RECORDS SHOWN START

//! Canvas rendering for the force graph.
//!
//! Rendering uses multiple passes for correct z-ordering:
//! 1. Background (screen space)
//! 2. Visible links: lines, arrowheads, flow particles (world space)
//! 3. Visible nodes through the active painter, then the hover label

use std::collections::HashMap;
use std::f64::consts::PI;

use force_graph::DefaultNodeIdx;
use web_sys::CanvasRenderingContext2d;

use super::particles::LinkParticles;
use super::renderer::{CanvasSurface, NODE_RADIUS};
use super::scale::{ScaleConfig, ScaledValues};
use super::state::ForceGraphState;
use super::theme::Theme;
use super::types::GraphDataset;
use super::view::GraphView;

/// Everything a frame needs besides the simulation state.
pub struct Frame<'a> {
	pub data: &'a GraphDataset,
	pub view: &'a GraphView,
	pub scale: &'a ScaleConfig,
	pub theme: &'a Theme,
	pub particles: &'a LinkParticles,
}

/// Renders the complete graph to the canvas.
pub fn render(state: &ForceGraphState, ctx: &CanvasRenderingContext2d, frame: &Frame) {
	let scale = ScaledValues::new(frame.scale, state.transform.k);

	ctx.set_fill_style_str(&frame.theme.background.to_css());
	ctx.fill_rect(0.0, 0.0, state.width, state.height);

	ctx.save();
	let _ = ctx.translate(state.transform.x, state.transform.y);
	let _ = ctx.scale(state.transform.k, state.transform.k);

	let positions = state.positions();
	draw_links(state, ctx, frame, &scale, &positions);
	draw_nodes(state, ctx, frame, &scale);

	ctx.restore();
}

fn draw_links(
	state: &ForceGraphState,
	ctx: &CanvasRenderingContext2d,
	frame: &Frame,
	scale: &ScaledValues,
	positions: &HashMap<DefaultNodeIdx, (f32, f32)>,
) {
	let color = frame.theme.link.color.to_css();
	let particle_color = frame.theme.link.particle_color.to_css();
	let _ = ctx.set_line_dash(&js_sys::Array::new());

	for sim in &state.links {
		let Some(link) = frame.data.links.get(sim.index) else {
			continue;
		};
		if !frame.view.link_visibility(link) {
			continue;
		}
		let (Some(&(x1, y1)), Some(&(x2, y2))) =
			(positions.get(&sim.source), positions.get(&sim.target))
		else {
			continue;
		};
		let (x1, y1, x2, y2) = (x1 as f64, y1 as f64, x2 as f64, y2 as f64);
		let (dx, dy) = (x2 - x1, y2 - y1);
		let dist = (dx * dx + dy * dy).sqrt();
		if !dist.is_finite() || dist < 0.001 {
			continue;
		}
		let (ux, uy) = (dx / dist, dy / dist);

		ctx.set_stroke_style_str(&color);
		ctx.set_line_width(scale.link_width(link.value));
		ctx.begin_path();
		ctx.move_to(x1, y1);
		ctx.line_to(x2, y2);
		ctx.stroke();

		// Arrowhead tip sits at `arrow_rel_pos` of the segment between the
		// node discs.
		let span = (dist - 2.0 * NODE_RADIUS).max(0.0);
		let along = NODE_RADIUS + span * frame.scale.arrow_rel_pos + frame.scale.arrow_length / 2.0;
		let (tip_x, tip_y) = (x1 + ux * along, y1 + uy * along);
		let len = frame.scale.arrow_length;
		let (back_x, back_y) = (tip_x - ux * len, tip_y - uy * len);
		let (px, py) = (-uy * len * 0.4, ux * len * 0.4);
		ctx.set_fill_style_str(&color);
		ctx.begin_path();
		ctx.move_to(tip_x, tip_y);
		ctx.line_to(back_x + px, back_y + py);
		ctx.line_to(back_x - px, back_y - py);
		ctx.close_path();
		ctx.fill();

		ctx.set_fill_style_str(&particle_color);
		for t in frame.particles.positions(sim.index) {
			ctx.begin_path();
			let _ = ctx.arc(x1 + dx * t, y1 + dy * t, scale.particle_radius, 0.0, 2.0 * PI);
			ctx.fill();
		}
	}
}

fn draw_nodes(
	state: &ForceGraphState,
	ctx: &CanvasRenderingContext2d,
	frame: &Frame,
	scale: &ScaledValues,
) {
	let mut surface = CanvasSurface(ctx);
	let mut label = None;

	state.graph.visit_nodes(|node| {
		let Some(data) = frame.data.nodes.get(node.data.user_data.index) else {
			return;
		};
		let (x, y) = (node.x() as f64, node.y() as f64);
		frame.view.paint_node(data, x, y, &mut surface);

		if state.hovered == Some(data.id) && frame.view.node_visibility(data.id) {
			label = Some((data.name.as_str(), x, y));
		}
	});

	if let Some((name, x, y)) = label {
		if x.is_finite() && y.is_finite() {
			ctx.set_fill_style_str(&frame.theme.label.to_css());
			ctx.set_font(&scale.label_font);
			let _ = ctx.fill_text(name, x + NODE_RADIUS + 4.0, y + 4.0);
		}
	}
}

RECORDS SHOWN END
RECORDS SHOWN START

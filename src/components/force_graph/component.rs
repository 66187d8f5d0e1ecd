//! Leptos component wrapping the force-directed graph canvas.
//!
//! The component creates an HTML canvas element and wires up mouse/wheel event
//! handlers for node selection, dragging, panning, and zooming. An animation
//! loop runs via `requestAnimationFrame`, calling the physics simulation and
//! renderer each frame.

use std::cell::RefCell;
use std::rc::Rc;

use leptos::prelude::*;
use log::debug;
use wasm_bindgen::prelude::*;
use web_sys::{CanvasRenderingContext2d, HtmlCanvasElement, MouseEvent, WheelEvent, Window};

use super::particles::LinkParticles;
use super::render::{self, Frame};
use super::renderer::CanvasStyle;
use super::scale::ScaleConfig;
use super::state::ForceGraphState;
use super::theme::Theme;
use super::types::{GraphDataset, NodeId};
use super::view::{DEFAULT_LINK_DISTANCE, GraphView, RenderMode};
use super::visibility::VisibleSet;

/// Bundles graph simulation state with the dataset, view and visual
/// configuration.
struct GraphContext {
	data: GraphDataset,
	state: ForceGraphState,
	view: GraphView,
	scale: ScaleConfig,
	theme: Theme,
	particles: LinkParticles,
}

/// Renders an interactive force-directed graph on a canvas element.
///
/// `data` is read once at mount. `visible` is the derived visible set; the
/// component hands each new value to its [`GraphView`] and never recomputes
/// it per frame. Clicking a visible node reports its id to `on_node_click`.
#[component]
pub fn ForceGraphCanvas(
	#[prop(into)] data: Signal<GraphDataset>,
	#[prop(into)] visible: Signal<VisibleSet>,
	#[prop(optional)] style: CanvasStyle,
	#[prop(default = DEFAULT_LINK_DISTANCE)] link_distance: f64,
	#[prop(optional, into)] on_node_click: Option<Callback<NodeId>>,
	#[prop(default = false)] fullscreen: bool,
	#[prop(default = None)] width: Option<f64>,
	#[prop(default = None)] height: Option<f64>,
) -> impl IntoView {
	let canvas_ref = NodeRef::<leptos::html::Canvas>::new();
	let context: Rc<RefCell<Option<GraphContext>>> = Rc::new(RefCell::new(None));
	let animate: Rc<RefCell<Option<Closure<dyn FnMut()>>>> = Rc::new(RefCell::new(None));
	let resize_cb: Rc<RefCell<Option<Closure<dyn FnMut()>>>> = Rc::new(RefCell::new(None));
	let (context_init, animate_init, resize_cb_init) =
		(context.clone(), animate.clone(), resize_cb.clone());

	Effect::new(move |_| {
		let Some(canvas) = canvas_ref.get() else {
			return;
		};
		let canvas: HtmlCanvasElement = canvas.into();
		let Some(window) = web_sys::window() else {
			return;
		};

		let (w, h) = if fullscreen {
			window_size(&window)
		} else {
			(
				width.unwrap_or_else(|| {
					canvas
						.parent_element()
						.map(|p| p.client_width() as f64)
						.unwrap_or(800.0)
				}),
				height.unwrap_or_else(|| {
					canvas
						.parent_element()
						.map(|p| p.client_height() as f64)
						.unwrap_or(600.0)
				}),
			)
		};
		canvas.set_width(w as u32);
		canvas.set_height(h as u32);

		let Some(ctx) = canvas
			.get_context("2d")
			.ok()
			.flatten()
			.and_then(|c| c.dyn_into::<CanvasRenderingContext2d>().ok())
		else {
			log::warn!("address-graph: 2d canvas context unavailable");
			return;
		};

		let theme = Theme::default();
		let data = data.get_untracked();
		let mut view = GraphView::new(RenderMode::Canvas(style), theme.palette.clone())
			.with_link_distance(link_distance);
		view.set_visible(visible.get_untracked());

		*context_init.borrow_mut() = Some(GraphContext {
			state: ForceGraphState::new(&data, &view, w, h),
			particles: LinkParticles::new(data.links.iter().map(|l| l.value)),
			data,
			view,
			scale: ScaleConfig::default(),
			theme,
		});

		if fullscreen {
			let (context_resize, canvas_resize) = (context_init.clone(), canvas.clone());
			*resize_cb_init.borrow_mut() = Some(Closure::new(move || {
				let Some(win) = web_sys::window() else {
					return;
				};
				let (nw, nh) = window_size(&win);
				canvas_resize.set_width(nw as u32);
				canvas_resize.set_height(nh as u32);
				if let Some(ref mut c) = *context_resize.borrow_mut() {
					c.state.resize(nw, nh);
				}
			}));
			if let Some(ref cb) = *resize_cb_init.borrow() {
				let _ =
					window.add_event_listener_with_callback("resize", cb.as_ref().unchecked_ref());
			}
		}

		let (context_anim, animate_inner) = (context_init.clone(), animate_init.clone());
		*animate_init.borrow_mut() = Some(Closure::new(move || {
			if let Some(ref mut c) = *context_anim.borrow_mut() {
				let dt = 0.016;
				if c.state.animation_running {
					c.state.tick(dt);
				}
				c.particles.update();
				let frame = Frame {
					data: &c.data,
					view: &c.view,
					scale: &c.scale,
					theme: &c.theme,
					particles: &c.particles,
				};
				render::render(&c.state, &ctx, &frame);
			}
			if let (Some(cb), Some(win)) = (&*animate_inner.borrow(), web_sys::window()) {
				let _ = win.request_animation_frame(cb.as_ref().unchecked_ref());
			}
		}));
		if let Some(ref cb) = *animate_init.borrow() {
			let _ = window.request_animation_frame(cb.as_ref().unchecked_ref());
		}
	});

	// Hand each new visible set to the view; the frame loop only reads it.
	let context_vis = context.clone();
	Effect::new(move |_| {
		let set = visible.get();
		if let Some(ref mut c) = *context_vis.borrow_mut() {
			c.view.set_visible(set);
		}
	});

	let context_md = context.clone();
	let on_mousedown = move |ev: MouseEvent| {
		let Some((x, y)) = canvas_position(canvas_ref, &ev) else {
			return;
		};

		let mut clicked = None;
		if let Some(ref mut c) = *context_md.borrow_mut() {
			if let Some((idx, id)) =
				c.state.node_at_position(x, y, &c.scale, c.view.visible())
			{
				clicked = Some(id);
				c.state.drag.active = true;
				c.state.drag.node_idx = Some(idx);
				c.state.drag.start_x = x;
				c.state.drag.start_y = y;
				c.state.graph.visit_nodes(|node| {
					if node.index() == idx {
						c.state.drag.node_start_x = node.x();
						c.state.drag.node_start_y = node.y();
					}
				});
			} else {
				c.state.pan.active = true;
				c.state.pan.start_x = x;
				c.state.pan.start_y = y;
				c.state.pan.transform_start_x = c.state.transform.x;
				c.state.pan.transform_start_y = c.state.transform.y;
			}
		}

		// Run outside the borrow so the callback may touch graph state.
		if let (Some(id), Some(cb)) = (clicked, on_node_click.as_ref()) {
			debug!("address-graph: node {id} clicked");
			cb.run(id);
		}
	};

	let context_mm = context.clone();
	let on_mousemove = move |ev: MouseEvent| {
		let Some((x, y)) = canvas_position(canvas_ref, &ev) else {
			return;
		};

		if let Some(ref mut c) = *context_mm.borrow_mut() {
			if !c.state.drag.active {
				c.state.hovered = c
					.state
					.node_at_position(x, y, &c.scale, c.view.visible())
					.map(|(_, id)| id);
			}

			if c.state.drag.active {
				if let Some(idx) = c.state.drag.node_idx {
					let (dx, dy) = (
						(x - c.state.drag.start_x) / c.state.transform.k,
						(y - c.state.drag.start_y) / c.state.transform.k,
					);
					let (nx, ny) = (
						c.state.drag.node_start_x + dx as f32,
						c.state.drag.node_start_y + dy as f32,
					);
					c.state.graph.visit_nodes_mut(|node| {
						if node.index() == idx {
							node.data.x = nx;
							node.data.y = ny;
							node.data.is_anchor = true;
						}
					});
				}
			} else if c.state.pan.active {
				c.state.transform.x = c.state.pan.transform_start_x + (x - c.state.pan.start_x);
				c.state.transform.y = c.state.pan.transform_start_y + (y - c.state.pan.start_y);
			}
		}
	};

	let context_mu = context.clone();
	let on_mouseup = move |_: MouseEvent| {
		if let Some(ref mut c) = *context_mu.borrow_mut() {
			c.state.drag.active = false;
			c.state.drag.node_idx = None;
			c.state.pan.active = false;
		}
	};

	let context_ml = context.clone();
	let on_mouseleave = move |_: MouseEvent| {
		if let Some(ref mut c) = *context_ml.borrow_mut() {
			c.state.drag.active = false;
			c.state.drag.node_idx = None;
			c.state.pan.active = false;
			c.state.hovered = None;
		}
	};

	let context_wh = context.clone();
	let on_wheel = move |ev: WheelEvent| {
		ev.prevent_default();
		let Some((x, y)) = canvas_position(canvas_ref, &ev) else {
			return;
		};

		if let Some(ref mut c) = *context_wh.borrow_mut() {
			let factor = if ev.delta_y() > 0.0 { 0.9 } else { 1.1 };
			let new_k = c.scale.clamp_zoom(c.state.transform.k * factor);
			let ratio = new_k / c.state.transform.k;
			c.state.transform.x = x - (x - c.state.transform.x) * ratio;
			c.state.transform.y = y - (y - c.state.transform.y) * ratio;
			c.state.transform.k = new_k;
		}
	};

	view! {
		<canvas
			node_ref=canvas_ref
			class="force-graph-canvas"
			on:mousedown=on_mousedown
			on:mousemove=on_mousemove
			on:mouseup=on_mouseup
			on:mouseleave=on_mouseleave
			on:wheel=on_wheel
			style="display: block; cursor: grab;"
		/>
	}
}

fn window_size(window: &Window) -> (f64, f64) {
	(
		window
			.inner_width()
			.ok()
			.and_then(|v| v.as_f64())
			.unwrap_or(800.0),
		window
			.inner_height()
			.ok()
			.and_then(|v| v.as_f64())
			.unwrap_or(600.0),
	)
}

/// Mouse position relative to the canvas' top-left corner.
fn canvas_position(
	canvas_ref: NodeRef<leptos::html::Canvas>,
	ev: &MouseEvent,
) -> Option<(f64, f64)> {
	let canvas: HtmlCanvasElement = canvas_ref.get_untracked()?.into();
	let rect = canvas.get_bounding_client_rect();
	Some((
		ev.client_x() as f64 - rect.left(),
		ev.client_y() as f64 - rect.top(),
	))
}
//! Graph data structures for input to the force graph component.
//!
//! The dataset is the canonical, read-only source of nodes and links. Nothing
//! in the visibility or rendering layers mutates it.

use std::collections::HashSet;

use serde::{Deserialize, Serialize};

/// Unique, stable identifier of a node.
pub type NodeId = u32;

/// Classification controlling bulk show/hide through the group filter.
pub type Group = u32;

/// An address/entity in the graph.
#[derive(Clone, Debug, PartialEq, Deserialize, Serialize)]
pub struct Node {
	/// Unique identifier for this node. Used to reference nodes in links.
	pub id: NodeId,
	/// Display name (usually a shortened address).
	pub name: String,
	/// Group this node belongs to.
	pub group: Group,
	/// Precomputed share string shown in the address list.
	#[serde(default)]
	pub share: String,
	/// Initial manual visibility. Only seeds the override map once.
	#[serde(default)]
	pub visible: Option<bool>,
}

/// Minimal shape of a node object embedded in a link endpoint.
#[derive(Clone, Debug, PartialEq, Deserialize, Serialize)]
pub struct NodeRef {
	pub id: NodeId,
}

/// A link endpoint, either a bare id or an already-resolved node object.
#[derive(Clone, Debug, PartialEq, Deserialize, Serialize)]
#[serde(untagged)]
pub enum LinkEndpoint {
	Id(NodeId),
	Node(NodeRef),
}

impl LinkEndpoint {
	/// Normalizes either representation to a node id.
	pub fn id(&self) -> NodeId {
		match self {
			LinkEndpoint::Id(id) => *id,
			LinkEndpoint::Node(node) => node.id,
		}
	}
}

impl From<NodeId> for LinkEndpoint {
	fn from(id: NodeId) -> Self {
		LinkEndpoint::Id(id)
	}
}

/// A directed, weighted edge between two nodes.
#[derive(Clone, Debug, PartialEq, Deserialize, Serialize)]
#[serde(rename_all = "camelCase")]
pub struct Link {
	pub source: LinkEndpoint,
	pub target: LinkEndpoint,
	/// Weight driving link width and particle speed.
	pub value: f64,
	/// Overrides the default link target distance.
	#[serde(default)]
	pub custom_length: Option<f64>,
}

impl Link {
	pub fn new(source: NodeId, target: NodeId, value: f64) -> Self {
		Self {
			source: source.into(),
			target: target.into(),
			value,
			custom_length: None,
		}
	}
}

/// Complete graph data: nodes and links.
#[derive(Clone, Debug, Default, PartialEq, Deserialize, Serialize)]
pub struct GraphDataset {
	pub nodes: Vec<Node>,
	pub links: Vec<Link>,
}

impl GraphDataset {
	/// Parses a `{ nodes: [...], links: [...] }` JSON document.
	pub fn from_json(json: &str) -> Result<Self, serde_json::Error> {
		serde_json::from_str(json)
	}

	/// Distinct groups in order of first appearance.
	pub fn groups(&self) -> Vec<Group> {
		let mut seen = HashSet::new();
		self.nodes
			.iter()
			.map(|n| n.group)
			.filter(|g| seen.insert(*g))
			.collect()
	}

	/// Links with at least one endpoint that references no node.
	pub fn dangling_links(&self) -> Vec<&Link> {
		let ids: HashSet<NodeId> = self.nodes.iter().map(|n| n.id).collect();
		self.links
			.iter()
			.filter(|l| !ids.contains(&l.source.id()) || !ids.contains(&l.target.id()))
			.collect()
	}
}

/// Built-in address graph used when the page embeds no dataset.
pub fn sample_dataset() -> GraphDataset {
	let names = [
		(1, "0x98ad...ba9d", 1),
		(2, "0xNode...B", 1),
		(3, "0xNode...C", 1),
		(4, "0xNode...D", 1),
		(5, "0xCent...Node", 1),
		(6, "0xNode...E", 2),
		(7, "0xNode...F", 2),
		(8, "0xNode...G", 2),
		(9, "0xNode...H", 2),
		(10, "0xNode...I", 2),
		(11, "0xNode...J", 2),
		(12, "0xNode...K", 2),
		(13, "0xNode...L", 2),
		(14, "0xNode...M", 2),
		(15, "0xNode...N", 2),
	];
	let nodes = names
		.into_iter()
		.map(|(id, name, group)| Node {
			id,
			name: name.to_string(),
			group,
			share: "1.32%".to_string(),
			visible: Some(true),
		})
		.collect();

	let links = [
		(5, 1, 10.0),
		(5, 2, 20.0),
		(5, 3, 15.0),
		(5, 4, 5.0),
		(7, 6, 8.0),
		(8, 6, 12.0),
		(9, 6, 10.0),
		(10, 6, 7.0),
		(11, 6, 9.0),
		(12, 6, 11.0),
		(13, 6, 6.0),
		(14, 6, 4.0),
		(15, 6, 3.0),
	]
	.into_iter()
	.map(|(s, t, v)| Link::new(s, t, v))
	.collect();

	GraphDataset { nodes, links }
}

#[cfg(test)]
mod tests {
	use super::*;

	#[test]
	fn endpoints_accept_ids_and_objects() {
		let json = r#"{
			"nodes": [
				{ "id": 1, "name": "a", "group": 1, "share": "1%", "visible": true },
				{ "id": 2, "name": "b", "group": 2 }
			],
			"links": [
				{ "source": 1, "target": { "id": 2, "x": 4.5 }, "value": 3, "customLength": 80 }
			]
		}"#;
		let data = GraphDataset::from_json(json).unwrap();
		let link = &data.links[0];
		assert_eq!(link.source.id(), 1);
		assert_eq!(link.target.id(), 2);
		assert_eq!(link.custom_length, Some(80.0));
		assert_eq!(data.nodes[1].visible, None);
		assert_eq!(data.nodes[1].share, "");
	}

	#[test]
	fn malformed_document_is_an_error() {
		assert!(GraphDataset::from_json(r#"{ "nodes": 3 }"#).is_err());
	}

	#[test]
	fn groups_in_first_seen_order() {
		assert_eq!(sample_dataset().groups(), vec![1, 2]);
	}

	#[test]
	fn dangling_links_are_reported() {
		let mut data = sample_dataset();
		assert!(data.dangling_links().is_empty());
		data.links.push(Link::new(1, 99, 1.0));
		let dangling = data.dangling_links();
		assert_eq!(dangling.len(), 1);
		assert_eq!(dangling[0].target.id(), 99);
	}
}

RECORDS SHOWN END

Whenever a line in the records contains the word "prop", copy that line.

	#[prop(into)] data: Signal<GraphDataset>,
	#[prop(into)] visible: Signal<VisibleSet>,
	#[prop(optional)] style: CanvasStyle,
	#[prop(default = DEFAULT_LINK_DISTANCE)] link_distance: f64,
	#[prop(optional, into)] on_node_click: Option<Callback<NodeId>>,
	#[prop(default = false)] fullscreen: bool,
	#[prop(default = None)] width: Option<f64>,
	#[prop(default = None)] height: Option<f64>,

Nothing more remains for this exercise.